The whole kick started because Dave didn't like the way he was portrayed by NY Times reporter John Markoff; it didn't reflect that week's change (or at least state) of heart and mind. He thought Markoff should've reslanted things at the last minute, and his failure to do so reflected a lack of integrity. In fact, the whole editorial page of the Times got dissed in the snit.

I don't imagine too many of the parties involved ever make it out to fortboise, but if they do, they can read how my bottom line is that integrity is possible within the corporate world.

In yet another piece, Dave elaborates on what he means by integrity, and it comes out sounding like a combination of full disclosure and consistency. You don't have to be honest to have integrity, as long as you lie all the time, according to his used car salesman example. Used car salesman are liars (for the purpose of his illustration), so as long as you identify yourself as one, lying has integrity.

It should be "interesting" and instructive that his pieced "pushed a lot of buttons." That's because integrity doesn't mean the same thing to everyone as it does to him. The American Heritage collects integrity with other synonyms of honesty; it isn't simply being consistent and disclosing biases.

I think Doc Searls' brief description is closer to what the word means to me, "the place where your integrity lives" could be shortened to your integrity. In fact, had I taken the trouble to read all of Doc's weblog for the 19th, I probably would have saved myself the trouble here. :-)

He also points to an example of an industry that must be the antithesis of integrity, Salon's Pay for Play piece answers the question "Why does radio suck?"

18.Apr.2001

I've been riding to work via the Matadero Creek greenbelt, taking a little extra turn for some morning exercise. There's a slice of pasture with two handsome donkeys in it, and a hand-lettered sign on the gate: "Don't feed the donkeys! They may bite or kick!

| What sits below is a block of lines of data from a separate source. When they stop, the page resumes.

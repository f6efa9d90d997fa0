use std::sync::Arc;
use std::time::Duration;

use chrono::Utc;
use metrics::counter;
use tokio::sync::watch;
use tokio::time::timeout;
use tracing::{error, info, warn};

use common_kafka::kafka_consumer::{RecvErr, SingleTopicConsumer};
use common_store::error::StoreError;
use common_store::events::Event;
use common_store::summaries::{NewSummary, SummaryKey};

use crate::app_context::AppContext;

// How long a worker blocks on the consumer before re-checking for shutdown
const RECV_TIMEOUT: Duration = Duration::from_secs(5);

/// Fold one event into its hourly bucket. The working set yields the new
/// distinct-user cardinality, the upsert adds one to the stored total and
/// publishes that cardinality.
pub async fn process_event(context: &AppContext, event: Event) -> Result<(), StoreError> {
    let key = SummaryKey::for_event(event.event_type, event.created_at);
    let unique_users = context.working_set.observe(key, event.user_id);

    let summary = NewSummary {
        key,
        total_events: 1,
        unique_users,
        metadata: None,
        updated_at: Utc::now(),
    };
    context.summaries.upsert(&summary).await?;
    Ok(())
}

/// One message loop. Several of these share the consumer; whichever loop
/// polls next takes the next message off the assigned partitions.
pub async fn worker_loop(
    context: Arc<AppContext>,
    consumer: SingleTopicConsumer,
    shutdown: watch::Receiver<bool>,
) {
    loop {
        if *shutdown.borrow() {
            info!("Shutdown signal received, stopping worker");
            break;
        }
        context.worker_liveness.report_healthy();

        let (event, offset) = match timeout(RECV_TIMEOUT, consumer.json_recv::<Event>()).await {
            Ok(Ok(received)) => received,
            Ok(Err(RecvErr::Empty)) => {
                warn!("Received empty event payload");
                counter!("aggregator_events_dropped_total", "cause" => "empty_payload")
                    .increment(1);
                continue;
            }
            Ok(Err(RecvErr::Serde(e))) => {
                warn!(error = %e, "Received undecodable event payload");
                counter!("aggregator_events_dropped_total", "cause" => "malformed").increment(1);
                continue;
            }
            Ok(Err(RecvErr::Kafka(e))) => {
                error!(error = %e, "Kafka receive failed, will retry");
                counter!("aggregator_recv_errors_total").increment(1);
                tokio::time::sleep(Duration::from_secs(1)).await;
                continue;
            }
            // Nothing to read, loop around to re-check for shutdown
            Err(_) => continue,
        };

        match process_event(&context, event).await {
            Ok(()) => {
                counter!("aggregator_events_processed_total").increment(1);
            }
            Err(e) => {
                // Dropped, not retried. The offset is stored either way.
                error!(error = %e, "Failed to fold event into its summary");
                counter!("aggregator_events_dropped_total", "cause" => "upsert_failed")
                    .increment(1);
            }
        }

        if let Err(e) = offset.store() {
            warn!(error = %e, "Failed to store offset");
        }
    }
}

This morning as I rode by, the two of them were in the gate corner, and one had his neck through the barbed-wire fence to sample some of the grass-is-greener on the other side. Photo opportunity! I stopped, dismounted, pulled the cover off my pannier/briefcase and dug out my camera. When I turned back to my subjects, they'd taken notice of me, and the extended one had pulled his neck out of the compromising position and was eyeing me from a safer stance.

DON'T FEED THE DONKEYS!

As I pulled the camera up to look through the viewfinder, he decided I looked harmless enough, and casually turned his head to the side and took a bite out of the sign. Too perfect.


16.Apr.2001

Into the Arastradero preserve woods

Left work at 5, cruised down to the Creekside, checked in, put on shorts and a t-shirt and headed for the hills. Took the full turn through the Arastradero preserve, going nice and slow on the downhills, looking for wildflower photos in general, and a Scarlet Pimpernel in particular. We'd seen their tiny explosions of color a year ago, when I didn't have a camera handy, and I'd been wanting to come back and take a picture ever since.

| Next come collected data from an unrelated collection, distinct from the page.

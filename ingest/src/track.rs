use axum::body::Bytes;
use axum::extract::{Path, Query, State};
use axum::Json;
use common_store::events::{CreateResult, Event};
use metrics::counter;
use serde::Deserialize;
use tracing::instrument;
use tracing::log::{debug, warn};
use uuid::Uuid;

use crate::api::{BatchTrackResponse, HealthResponse, IngestError, TrackResponse};
use crate::event::RawEvent;
use crate::router;

#[instrument(skip_all, fields(event_id))]
pub async fn track_event(
    state: State<router::State>,
    body: Bytes,
) -> Result<Json<TrackResponse>, IngestError> {
    let raw = RawEvent::from_bytes(&body)?;
    let event = raw.process(state.timesource.now())?;
    tracing::Span::current().record("event_id", event.id.to_string());

    counter!("ingest_events_received_total").increment(1);

    let created = state.store.create(&event).await?;

    // Persistence is the durability contract, publication is best effort.
    if let Err(err) = state.sink.send(event.clone()).await {
        counter!("ingest_publish_failures_total").increment(1);
        warn!("failed to publish event {}: {}", event.id, err);
    }

    let message = match created {
        CreateResult::Inserted => "event tracked successfully",
        CreateResult::AlreadyTracked => "event already tracked",
    };

    Ok(Json(TrackResponse {
        id: event.id,
        message: message.to_string(),
        success: true,
    }))
}

#[instrument(skip_all, fields(batch_size))]
pub async fn track_batch(
    state: State<router::State>,
    body: Bytes,
) -> Result<Json<BatchTrackResponse>, IngestError> {
    let raw_events = RawEvent::batch_from_bytes(&body)?;
    tracing::Span::current().record("batch_size", raw_events.len());

    if raw_events.is_empty() {
        return Err(IngestError::EmptyBatch);
    }

    let submitted = raw_events.len();
    counter!("ingest_events_received_total").increment(submitted as u64);

    let now = state.timesource.now();
    let mut failed_ids = Vec::new();
    let mut events: Vec<Event> = Vec::with_capacity(submitted);
    for raw in raw_events {
        let submitted_id = raw.submitted_id();
        match raw.process(now) {
            Ok(event) => events.push(event),
            Err(err) => {
                counter!("ingest_events_dropped_total", "cause" => "invalid_event").increment(1);
                warn!("dropping invalid event from batch: {}", err);
                failed_ids.push(submitted_id);
            }
        }
    }

    if !events.is_empty() {
        let inserted = state.store.create_batch(&events).await?;
        debug!(
            "persisted {} of {} submitted events, duplicates skipped",
            inserted, submitted
        );

        let outcomes = state.sink.send_batch(events.clone()).await;
        for (event, outcome) in events.iter().zip(outcomes) {
            if let Err(err) = outcome {
                counter!("ingest_publish_failures_total").increment(1);
                warn!("failed to publish event {}: {}", event.id, err);
                failed_ids.push(event.id.to_string());
            }
        }
    }

    Ok(Json(BatchTrackResponse {
        processed_count: (submitted - failed_ids.len()) as u64,
        failed_ids,
    }))
}

#[instrument(skip_all, fields(event_id = %event_id))]
pub async fn get_event(
    state: State<router::State>,
    Path(event_id): Path<Uuid>,
) -> Result<Json<Event>, IngestError> {
    let event = state.store.get(event_id).await?;
    Ok(Json(event))
}

#[derive(Deserialize)]
pub struct ListQuery {
    pub limit: Option<i64>,
}

#[instrument(skip_all, fields(user_id = %user_id))]
pub async fn get_user_events(
    state: State<router::State>,
    Path(user_id): Path<Uuid>,
    Query(query): Query<ListQuery>,
) -> Result<Json<Vec<Event>>, IngestError> {
    let events = state
        .store
        .get_by_user(user_id, query.limit.unwrap_or(100))
        .await?;
    Ok(Json(events))
}

pub async fn health() -> Json<HealthResponse> {
    Json(HealthResponse::healthy())
}
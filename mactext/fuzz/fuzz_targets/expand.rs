// mactext - converts text between MacRoman and UTF-8.
// Copyright (C) 2025 Free Software Foundation, Inc.
//
// This program is free software: you can redistribute it and/or modify it under
// the terms of the GNU General Public License as published by the Free Software
// Foundation, either version 3 of the License, or (at your option) any later
// version.
//
// This program is distributed in the hope that it will be useful, but WITHOUT
// ANY WARRANTY; without even the implied warranty of MERCHANTABILITY or FITNESS
// FOR A PARTICULAR PURPOSE.  See the GNU General Public License for more
// details.
//
// You should have received a copy of the GNU General Public License along with
// this program.  If not, see <http://www.gnu.org/licenses/>.

#![no_main]

use libfuzzer_sys::fuzz_target;
use mactext::{expand, reduce};

fuzz_target!(|data: &[u8]| {
    let expanded = expand(data);
    assert!(expanded.len() >= data.len());
    assert!(std::str::from_utf8(&expanded).is_ok());
    if !data.contains(&0x11) {
        assert_eq!(reduce(&expanded), data);
    }
});
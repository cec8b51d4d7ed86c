// mactext - converts text between MacRoman and UTF-8.
// Copyright (C) 2025 Free Software Foundation, Inc.
//
// This program is free software: you can redistribute it and/or modify it under
// the terms of the GNU General Public License as published by the Free Software
// Foundation, either version 3 of the License, or (at your option) any later
// version.
//
// This program is distributed in the hope that it will be useful, but WITHOUT
// ANY WARRANTY; without even the implied warranty of MERCHANTABILITY or FITNESS
// FOR A PARTICULAR PURPOSE.  See the GNU General Public License for more
// details.
//
// You should have received a copy of the GNU General Public License along with
// this program.  If not, see <http://www.gnu.org/licenses/>.

use anyhow::Result;
use clap::{Parser, Subcommand};
use env_logger::Env;

use crate::{convert::Convert, show_table::ShowTable};

mod convert;
mod show_table;

/// Converts text files between MacRoman and UTF-8.
///
/// Set MACTEXT_LOG (for example, to "info" or "debug") to control logging.
#[derive(Parser, Debug)]
#[command(author, version, about, long_about = None)]
struct Cli {
    #[command(subcommand)]
    command: Command,
}

#[derive(Subcommand, Clone, Debug)]
enum Command {
    Convert(Convert),
    ShowTable(ShowTable),
}

impl Command {
    fn run(self) -> Result<()> {
        match self {
            Command::Convert(convert) => convert.run(),
            Command::ShowTable(show_table) => show_table.run(),
        }
    }
}

fn main() -> Result<()> {
    env_logger::Builder::from_env(Env::new().filter_or("MACTEXT_LOG", "warn")).init();
    Cli::parse().command.run()
}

This bit of rutted "single" track dives down into the dark woods, with poison oak growing lushly on either side of the trail; I was feeling itchy a couple feet away from it as I concentrated on dodging the ruts and staying up. No Pimpernels, though, just lots of Astragalus sprinkled through the grass, and an occasional clump of Balsamroot.

Astragalus flowers in the Arastradero Preserve

I see my autofocus focused on the leafy surround rather than the flowers... I do miss seeing through the lens, and having a focus ring.


15.Apr.2001

It's that first Sunday after the first full moon after the vernal equinox (sort of, see the link below for lots of interesting details), otherwise known as Easter. A holiday that follows the moon is a sure sign of something earth-centered, rather than other-worldly. So it is that Christianity builds on earlier religions. The word itself derives from a Germanic dawn goddess whose holiday was on the equinox.

Hope you had a happy one!

Letters to the editor are one of the most interesting parts of newspapers to me. But they don't have as good a web interface as the news – no succinct blurbs pointing to them, no streaming format to help you cruise through multiple topics.

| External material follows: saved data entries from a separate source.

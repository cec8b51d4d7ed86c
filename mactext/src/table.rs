// mactext - converts text between MacRoman and UTF-8.
// Copyright (C) 2025 Free Software Foundation, Inc.
//
// This program is free software: you can redistribute it and/or modify it under
// the terms of the GNU General Public License as published by the Free Software
// Foundation, either version 3 of the License, or (at your option) any later
// version.
//
// This program is distributed in the hope that it will be useful, but WITHOUT
// ANY WARRANTY; without even the implied warranty of MERCHANTABILITY or FITNESS
// FOR A PARTICULAR PURPOSE.  See the GNU General Public License for more
// details.
//
// You should have received a copy of the GNU General Public License along with
// this program.  If not, see <http://www.gnu.org/licenses/>.

//! The MacRoman character set, as a table of UTF-8 sequences.
//!
//! The low half of MacRoman is ASCII.  The table covers the high half, bytes
//! `0x80` through `0xff`, in ascending order.

#![cfg_attr(not(test), warn(missing_docs))]

/// Maximum length of the UTF-8 sequence in a single table entry.
pub const MAX_SEQUENCE_LEN: usize = 4;

/// First byte covered by a [CodepointTable].
const FIRST_BYTE: u8 = 0x80;

/// The UTF-8 sequence for one legacy byte.
#[derive(Copy, Clone, Debug, PartialEq, Eq)]
struct Entry {
    bytes: [u8; MAX_SEQUENCE_LEN],
    len: u8,
}

impl Entry {
    const fn new(utf8: &[u8]) -> Self {
        assert!(!utf8.is_empty() && utf8.len() <= MAX_SEQUENCE_LEN);
        let mut bytes = [0; MAX_SEQUENCE_LEN];
        let mut i = 0;
        while i < utf8.len() {
            assert!(utf8[i] != 0);
            bytes[i] = utf8[i];
            i += 1;
        }
        Self {
            bytes,
            len: utf8.len() as u8,
        }
    }

    fn as_bytes(&self) -> &[u8] {
        &self.bytes[..self.len as usize]
    }
}

/// Maps each byte in `0x80..=0xff` of an 8-bit character set to UTF-8.
#[derive(Clone, Debug)]
pub struct CodepointTable {
    entries: [Entry; 128],
}

impl CodepointTable {
    /// Returns the UTF-8 sequence for `byte`, or `None` if `byte` is below
    /// `0x80` and therefore not in the table.
    pub fn lookup_by_legacy_byte(&self, byte: u8) -> Option<&[u8]> {
        let index = byte.checked_sub(FIRST_BYTE)?;
        Some(self.entries[index as usize].as_bytes())
    }

    /// Looks for a table entry whose UTF-8 sequence appears in `input` at
    /// `offset`.  Returns the entry's legacy byte and the length of its
    /// sequence, or `None` if no entry matches.
    ///
    /// A sequence only matches if all of it lies within `input`, so a
    /// truncated sequence at the end of `input` never matches.  Entries are
    /// tried in ascending order of legacy byte and the first match wins, even
    /// if a later entry would match more bytes.
    pub fn lookup_by_utf8_prefix(&self, input: &[u8], offset: usize) -> Option<(u8, usize)> {
        let rest = input.get(offset..)?;
        self.iter()
            .find(|(_, utf8)| rest.starts_with(utf8))
            .map(|(byte, utf8)| (byte, utf8.len()))
    }

    /// Iterates over the table's `(legacy byte, UTF-8 sequence)` pairs in
    /// ascending order of legacy byte.
    pub fn iter(&self) -> impl Iterator<Item = (u8, &[u8])> {
        (FIRST_BYTE..=u8::MAX).zip(self.entries.iter().map(Entry::as_bytes))
    }
}

/// The MacRoman character set, as revised by Apple in Mac OS 8.5 to put the
/// euro sign at `0xdb`.
#[rustfmt::skip]
pub static MAC_ROMAN: CodepointTable = CodepointTable {
    entries: [
        Entry::new(&[0xc3, 0x84]), // 0x80 Ä
        Entry::new(&[0xc3, 0x85]), // 0x81 Å
        Entry::new(&[0xc3, 0x87]), // 0x82 Ç
        Entry::new(&[0xc3, 0x89]), // 0x83 É
        Entry::new(&[0xc3, 0x91]), // 0x84 Ñ
        Entry::new(&[0xc3, 0x96]), // 0x85 Ö
        Entry::new(&[0xc3, 0x9c]), // 0x86 Ü
        Entry::new(&[0xc3, 0xa1]), // 0x87 á
        Entry::new(&[0xc3, 0xa0]), // 0x88 à
        Entry::new(&[0xc3, 0xa2]), // 0x89 â
        Entry::new(&[0xc3, 0xa4]), // 0x8a ä
        Entry::new(&[0xc3, 0xa3]), // 0x8b ã
        Entry::new(&[0xc3, 0xa5]), // 0x8c å
        Entry::new(&[0xc3, 0xa7]), // 0x8d ç
        Entry::new(&[0xc3, 0xa9]), // 0x8e é
        Entry::new(&[0xc3, 0xa8]), // 0x8f è
        Entry::new(&[0xc3, 0xaa]), // 0x90 ê
        Entry::new(&[0xc3, 0xab]), // 0x91 ë
        Entry::new(&[0xc3, 0xad]), // 0x92 í
        Entry::new(&[0xc3, 0xac]), // 0x93 ì
        Entry::new(&[0xc3, 0xae]), // 0x94 î
        Entry::new(&[0xc3, 0xaf]), // 0x95 ï
        Entry::new(&[0xc3, 0xb1]), // 0x96 ñ
        Entry::new(&[0xc3, 0xb3]), // 0x97 ó
        Entry::new(&[0xc3, 0xb2]), // 0x98 ò
        Entry::new(&[0xc3, 0xb4]), // 0x99 ô
        Entry::new(&[0xc3, 0xb6]), // 0x9a ö
        Entry::new(&[0xc3, 0xb5]), // 0x9b õ
        Entry::new(&[0xc3, 0xba]), // 0x9c ú
        Entry::new(&[0xc3, 0xb9]), // 0x9d ù
        Entry::new(&[0xc3, 0xbb]), // 0x9e û
        Entry::new(&[0xc3, 0xbc]), // 0x9f ü
        Entry::new(&[0xe2, 0x80, 0xa0]), // 0xa0 †
        Entry::new(&[0xc2, 0xb0]), // 0xa1 °
        Entry::new(&[0xc2, 0xa2]), // 0xa2 ¢
        Entry::new(&[0xc2, 0xa3]), // 0xa3 £
        Entry::new(&[0xc2, 0xa7]), // 0xa4 §
        Entry::new(&[0xe2, 0x80, 0xa2]), // 0xa5 •
        Entry::new(&[0xc2, 0xb6]), // 0xa6 ¶
        Entry::new(&[0xc3, 0x9f]), // 0xa7 ß
        Entry::new(&[0xc2, 0xae]), // 0xa8 ®
        Entry::new(&[0xc2, 0xa9]), // 0xa9 ©
        Entry::new(&[0xe2, 0x84, 0xa2]), // 0xaa ™
        Entry::new(&[0xc2, 0xb4]), // 0xab ´
        Entry::new(&[0xc2, 0xa8]), // 0xac ¨
        Entry::new(&[0xe2, 0x89, 0xa0]), // 0xad ≠
        Entry::new(&[0xc3, 0x86]), // 0xae Æ
        Entry::new(&[0xc3, 0x98]), // 0xaf Ø
        Entry::new(&[0xe2, 0x88, 0x9e]), // 0xb0 ∞
        Entry::new(&[0xc2, 0xb1]), // 0xb1 ±
        Entry::new(&[0xe2, 0x89, 0xa4]), // 0xb2 ≤
        Entry::new(&[0xe2, 0x89, 0xa5]), // 0xb3 ≥
        Entry::new(&[0xc2, 0xa5]), // 0xb4 ¥
        Entry::new(&[0xc2, 0xb5]), // 0xb5 µ
        Entry::new(&[0xe2, 0x88, 0x82]), // 0xb6 ∂
        Entry::new(&[0xe2, 0x88, 0x91]), // 0xb7 ∑
        Entry::new(&[0xe2, 0x88, 0x8f]), // 0xb8 ∏
        Entry::new(&[0xcf, 0x80]), // 0xb9 π
        Entry::new(&[0xe2, 0x88, 0xab]), // 0xba ∫
        Entry::new(&[0xc2, 0xaa]), // 0xbb ª
        Entry::new(&[0xc2, 0xba]), // 0xbc º
        Entry::new(&[0xce, 0xa9]), // 0xbd Ω
        Entry::new(&[0xc3, 0xa6]), // 0xbe æ
        Entry::new(&[0xc3, 0xb8]), // 0xbf ø
        Entry::new(&[0xc2, 0xbf]), // 0xc0 ¿
        Entry::new(&[0xc2, 0xa1]), // 0xc1 ¡
        Entry::new(&[0xc2, 0xac]), // 0xc2 ¬
        Entry::new(&[0xe2, 0x88, 0x9a]), // 0xc3 √
        Entry::new(&[0xc6, 0x92]), // 0xc4 ƒ
        Entry::new(&[0xe2, 0x89, 0x88]), // 0xc5 ≈
        Entry::new(&[0xe2, 0x88, 0x86]), // 0xc6 ∆
        Entry::new(&[0xc2, 0xab]), // 0xc7 «
        Entry::new(&[0xc2, 0xbb]), // 0xc8 »
        Entry::new(&[0xe2, 0x80, 0xa6]), // 0xc9 …
        Entry::new(&[0xc2, 0xa0]), // 0xca no-break space
        Entry::new(&[0xc3, 0x80]), // 0xcb À
        Entry::new(&[0xc3, 0x83]), // 0xcc Ã
        Entry::new(&[0xc3, 0x95]), // 0xcd Õ
        Entry::new(&[0xc5, 0x92]), // 0xce Œ
        Entry::new(&[0xc5, 0x93]), // 0xcf œ
        Entry::new(&[0xe2, 0x80, 0x93]), // 0xd0 –
        Entry::new(&[0xe2, 0x80, 0x94]), // 0xd1 —
        Entry::new(&[0xe2, 0x80, 0x9c]), // 0xd2 “
        Entry::new(&[0xe2, 0x80, 0x9d]), // 0xd3 ”
        Entry::new(&[0xe2, 0x80, 0x98]), // 0xd4 ‘
        Entry::new(&[0xe2, 0x80, 0x99]), // 0xd5 ’
        Entry::new(&[0xc3, 0xb7]), // 0xd6 ÷
        Entry::new(&[0xe2, 0x97, 0x8a]), // 0xd7 ◊
        Entry::new(&[0xc3, 0xbf]), // 0xd8 ÿ
        Entry::new(&[0xc5, 0xb8]), // 0xd9 Ÿ
        Entry::new(&[0xe2, 0x81, 0x84]), // 0xda ⁄
        Entry::new(&[0xe2, 0x82, 0xac]), // 0xdb €
        Entry::new(&[0xe2, 0x80, 0xb9]), // 0xdc ‹
        Entry::new(&[0xe2, 0x80, 0xba]), // 0xdd ›
        Entry::new(&[0xef, 0xac, 0x81]), // 0xde ﬁ
        Entry::new(&[0xef, 0xac, 0x82]), // 0xdf ﬂ
        Entry::new(&[0xe2, 0x80, 0xa1]), // 0xe0 ‡
        Entry::new(&[0xc2, 0xb7]), // 0xe1 ·
        Entry::new(&[0xe2, 0x80, 0x9a]), // 0xe2 ‚
        Entry::new(&[0xe2, 0x80, 0x9e]), // 0xe3 „
        Entry::new(&[0xe2, 0x80, 0xb0]), // 0xe4 ‰
        Entry::new(&[0xc3, 0x82]), // 0xe5 Â
        Entry::new(&[0xc3, 0x8a]), // 0xe6 Ê
        Entry::new(&[0xc3, 0x81]), // 0xe7 Á
        Entry::new(&[0xc3, 0x8b]), // 0xe8 Ë
        Entry::new(&[0xc3, 0x88]), // 0xe9 È
        Entry::new(&[0xc3, 0x8d]), // 0xea Í
        Entry::new(&[0xc3, 0x8e]), // 0xeb Î
        Entry::new(&[0xc3, 0x8f]), // 0xec Ï
        Entry::new(&[0xc3, 0x8c]), // 0xed Ì
        Entry::new(&[0xc3, 0x93]), // 0xee Ó
        Entry::new(&[0xc3, 0x94]), // 0xef Ô
        Entry::new(&[0xef, 0xa3, 0xbf]), // 0xf0 Apple logo (private use)
        Entry::new(&[0xc3, 0x92]), // 0xf1 Ò
        Entry::new(&[0xc3, 0x9a]), // 0xf2 Ú
        Entry::new(&[0xc3, 0x9b]), // 0xf3 Û
        Entry::new(&[0xc3, 0x99]), // 0xf4 Ù
        Entry::new(&[0xc4, 0xb1]), // 0xf5 ı
        Entry::new(&[0xcb, 0x86]), // 0xf6 ˆ
        Entry::new(&[0xcb, 0x9c]), // 0xf7 ˜
        Entry::new(&[0xc2, 0xaf]), // 0xf8 ¯
        Entry::new(&[0xcb, 0x98]), // 0xf9 ˘
        Entry::new(&[0xcb, 0x99]), // 0xfa ˙
        Entry::new(&[0xcb, 0x9a]), // 0xfb ˚
        Entry::new(&[0xc2, 0xb8]), // 0xfc ¸
        Entry::new(&[0xcb, 0x9d]), // 0xfd ˝
        Entry::new(&[0xcb, 0x9b]), // 0xfe ˛
        Entry::new(&[0xcb, 0x87]), // 0xff ˇ
    ],
};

Two I liked this weekend: Gerald Lillpop's in the Sunday NY Times, "If you think that the United States economy can recover without California, think again. But don't take my word for it; call your stockbroker, or the company that holds your retirement fund."

And in Saturday's Mistakesman, Dan Foutz writes to encourage us to let Jesus Christ direct our actions. "The (National Democratic Party) believe(s) in pro-death, that homosexuality is normal, radical environmental issues, evolution, that government should run our lives, that Hollywood is great. All are the tools of Satan.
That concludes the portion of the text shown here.